Infatti, anche se molti sembrano non averne contezza e tra continue proroghe, sta per scadere il termine che il legislatore ha fissato per consentire ai datori di lavoro di attrezzarsi per l’adempimento in questione, termine che, inizialmente fissato nel T.U., è stato già prorogato dal c.d. Decreto Correttivo n. 106/2009 al 1° agosto del 2010 e successivamente è stato di nuovo rimandato al 31/12/2010, in virtù di un emendamento apportato in sede di conversione in legge del decreto legge n. 78 del 2010.
Come ha recentemente rilevato anche
l’Agenzia europea per la sicurezza e salute sul lavoro, quello dello stress negli ambienti di lavoro è un problema molto diffuso e dalle conseguenze piuttosto pesanti; risulta infatti che nell’Unione Europea più di un lavoratore su quattro soffre di stress legato all’attività lavorativa e che esso è tra le principali cause di problemi di salute, dell’aumento dell’assenteismo e della riduzione della produttività.
Negli ultimi anni, anche su impulso dell’Unione Europea, è maturata una maggiore consapevolezza del fenomeno e della gravità degli effetti che ne conseguono sia sul piano personale della salute e della qualità della vita del singolo lavoratore, sia su quello collettivo-aziendale dal punto di vista della produttività delle aziende e quindi anche della loro competitività sul mercato.

E’ stato così che il nostro legislatore ha espressamente previsto, all’art. 28 comma 1 D.Lgs. 81/08, che il datore di lavoro nel predisporre il documento di valutazione dei rischi deve prendere in considerazione “tutti rischi per la sicurezza e la salute dei lavoratori, ivi compresi quelli riguardanti gruppi di lavoratori esposti a rischi particolari, tra cui anche quelli collegati allo stress lavoro-correlato”.

Ciò è del resto coerente con la nozione di salute fatta propria dal TU che è più ampia rispetto a quella, per così dire, tradizionale; infatti la salute viene definita oggi come uno “stato di completo benessere fisico, mentale e sociale, non consistente solo in un’assenza di malattia o infermità” (v. art. 2, 1° comma, lett. o)).
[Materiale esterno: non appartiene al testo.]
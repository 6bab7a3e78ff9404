//! Windowing: which grid cells are on screen, and a cache of their contents
//!
//! The frozen lanes (row numbers and the first data column) are always part of
//! the window; the remaining columns scroll. Horizontal placement is computed in
//! pixels against the view's `ColumnLayout`, vertical placement in rows.

use std::ops::Range;

use windowgrid_engine::render::{ColumnLayout, GridCell, FROZEN_COLUMNS, HEADER_ROWS};
use windowgrid_engine::{GridView, RenderKey, Result};

/// The grid coordinates one render pass covers.
#[derive(Debug, Clone, PartialEq, Eq)]
pub struct Window {
    /// Content rows, in grid rows (header row 0 is always drawn on top)
    pub rows: Range<usize>,
    /// Grid columns left to right, frozen lanes first
    pub cols: Vec<usize>,
}

impl Window {
    /// Header row followed by the content rows.
    pub fn grid_rows(&self) -> impl Iterator<Item = usize> + '_ {
        (0..HEADER_ROWS).chain(self.rows.clone())
    }
}

/// Compute the window for a viewport.
///
/// `first_row` is the first content row as a VIEW row, `scroll_col` the first
/// scrollable GRID column. `width_px` is the whole viewport width.
pub fn compute(
    view: &GridView,
    layout: &ColumnLayout,
    first_row: usize,
    height: usize,
    scroll_col: usize,
    width_px: f32,
) -> Window {
    let extent = view.grid_extent();

    let start = first_row.saturating_add(HEADER_ROWS).min(extent.rows);
    let end = start.saturating_add(height).min(extent.rows);

    let frozen = FROZEN_COLUMNS.min(extent.cols);
    let mut cols: Vec<usize> = (0..frozen).collect();
    let frozen_px = layout.offset_of(frozen).unwrap_or_else(|| layout.total_width());

    let scroll_col = scroll_col.max(frozen);
    if let Some(scroll_x) = layout.offset_of(scroll_col) {
        let available = (width_px - frozen_px).max(0.0);
        let range = layout.visible_range(scroll_x, available);
        cols.extend(range.start.max(scroll_col)..range.end);
    }

    Window {
        rows: start..end,
        cols,
    }
}

/// Visible cell contents, re-fetched only when the window or a revision moves.
#[derive(Debug, Default)]
pub struct WindowCache {
    key: Option<(RenderKey, Window)>,
    cells: Vec<Vec<GridCell>>,
    fetches: usize,
}

impl WindowCache {
    pub fn new() -> Self {
        Self::default()
    }

    /// Rows of cells for `window`, header row first.
    pub fn fetch(&mut self, view: &GridView, window: &Window) -> Result<&[Vec<GridCell>]> {
        let render_key = view.render_key();
        let fresh = matches!(&self.key, Some((k, w)) if !k.is_stale(render_key) && w == window);

        if !fresh {
            let mut cells = Vec::with_capacity(window.rows.len() + HEADER_ROWS);
            for grid_row in window.grid_rows() {
                let row = window
                    .cols
                    .iter()
                    .map(|&grid_col| view.grid_cell(grid_row, grid_col))
                    .collect::<Result<Vec<_>>>()?;
                cells.push(row);
            }
            self.cells = cells;
            self.key = Some((render_key, window.clone()));
            self.fetches += 1;
            log::trace!("fetched {} visible rows", self.cells.len());
        }

        Ok(&self.cells)
    }

    /// Number of times cell contents were actually re-read.
    pub fn fetches(&self) -> usize {
        self.fetches
    }
}
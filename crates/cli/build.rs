use std::process::Command;

// Version string for `wgrid --version`: commit and target triple.
fn main() {
    println!("cargo:rerun-if-changed=../../.git/HEAD");

    let commit = Command::new("git")
        .args(["rev-parse", "--short=7", "HEAD"])
        .output()
        .ok()
        .filter(|out| out.status.success())
        .and_then(|out| String::from_utf8(out.stdout).ok())
        .map(|s| s.trim().to_string())
        .unwrap_or_else(|| "unknown".to_string());
    let target = std::env::var("TARGET").unwrap_or_else(|_| "unknown".to_string());

    println!("cargo:rustc-env=WGRID_COMMIT={}", commit);
    println!("cargo:rustc-env=WGRID_TARGET={}", target);
}
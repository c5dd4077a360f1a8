pub mod config;
pub mod document;
pub mod backend;
pub mod validation;
pub mod policy;
pub mod store;
pub mod coordinator;
pub mod view;
pub mod error;

pub use backend::{Backend, FileBackend, MemoryBackend, SqliteBackend};
pub use config::{BackendKind, StoreConfig, WriteMode};
pub use coordinator::{Cart, Checkout, Coordinator, ProductDraft, ProductUpdate};
pub use document::{
    ChatMessage, Document, IdStrategy, NewUser, Order, OrderItem, OrderStatus, PaymentMethod,
    Product, Role, User,
};
pub use error::{FarmStoreError, Result};
pub use store::{DocumentStore, Store, StoreStatus};
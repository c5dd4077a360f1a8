use actix_web::{web, App, HttpServer};
use farmstore::{Store, StoreConfig};
use std::path::Path;

mod handlers;

/// Shared application state
pub struct AppState {
    pub store: Store,
}

fn load_config() -> farmstore::Result<StoreConfig> {
    let config = match std::env::var("FARMSTORE_CONFIG") {
        Ok(path) => StoreConfig::load(Path::new(&path))?,
        Err(_) if Path::new("farmstore.yaml").exists() => {
            StoreConfig::load(Path::new("farmstore.yaml"))?
        }
        Err(_) => StoreConfig::default(),
    };
    config.with_env()
}

#[actix_web::main]
async fn main() -> std::io::Result<()> {
    env_logger::init();
    log::info!("Starting FarmStore server");

    let host = std::env::var("FARMSTORE_HOST").unwrap_or_else(|_| "127.0.0.1".to_string());
    let port: u16 = std::env::var("FARMSTORE_PORT")
        .ok()
        .and_then(|p| p.parse().ok())
        .unwrap_or(3001);

    let store = load_config()
        .and_then(|config| {
            log::info!(
                "Opening {:?} store at: {}",
                config.backend,
                config.data_path.display()
            );
            Store::open(config)
        })
        .map_err(|e| {
            log::error!("Failed to open store: {e}");
            std::io::Error::new(std::io::ErrorKind::Other, e.to_string())
        })?;

    let state = web::Data::new(AppState { store });

    log::info!("Listening on {host}:{port}");
    HttpServer::new(move || {
        App::new()
            .app_data(state.clone())
            .configure(handlers::configure)
    })
    .bind((host.as_str(), port))?
    .run()
    .await
}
Premesso tutto ciò, però, in concreto, come deve essere operata la valutazione del rischio da stress lavoro-correlato? Tecnicamente quali sono i parametri da adottare?
La legge nulla dice sul punto, a parte il fatto che deve essere fatta “secondo i contenuti dell’accordo europeo dell’8 ottobre
2004 e nel rispetto delle indicazioni elaborate sul punto dalla “Commissione consultiva permanente per la salute sicurezza sul lavoro” (costituita presso il Ministero del lavoro e della previdenza sociale).

Detta Commissione si è finalmente pronunciata in merito il 18 novembre 2010, stilando la circolare n. 23692 con la quale sono state approvate le indicazioni per la valutazione dello stress lavoro correlato.

La circolare, in sostanza, indica il percorso metodologico da seguire che ricalca le principali linee guida già predisposte dalle regioni e dalle ASL.

E’, infatti, necessario effettuare una valutazione preliminare, con riferimento a tutti i lavoratori e, se questa evidenzia rischi oggettivi o indicatori specifici, una seconda ed eventuale valutazione, finalizzata all’attivazione di misure correttive.

I dati da considerare per la valutazione preliminare sono: eventi sentinella; fattori legati all’ambiente di lavoro e fattori legati al contesto lavorativo.

I dati emersi dovranno poi essere riportati nel Documento di Valutazione del Rischio (DVR).

Un elemento inatteso contenuto nella circolare riguarda i tempi di attuazione dell’obbligo di valutazione dei rischi.

Viene, infatti, chiarito che la scadenza del 31 dicembre deve essere intesa come data di avvio dell’attività di valutazione ( e non data entro cui effettuare la valutazione) secondo le suddette indicazioni metodologiche.

Questo elemento, di fatto, si traduce in proroga sine die dell’obbligo di valutazione del rischio stress lavoro correlato.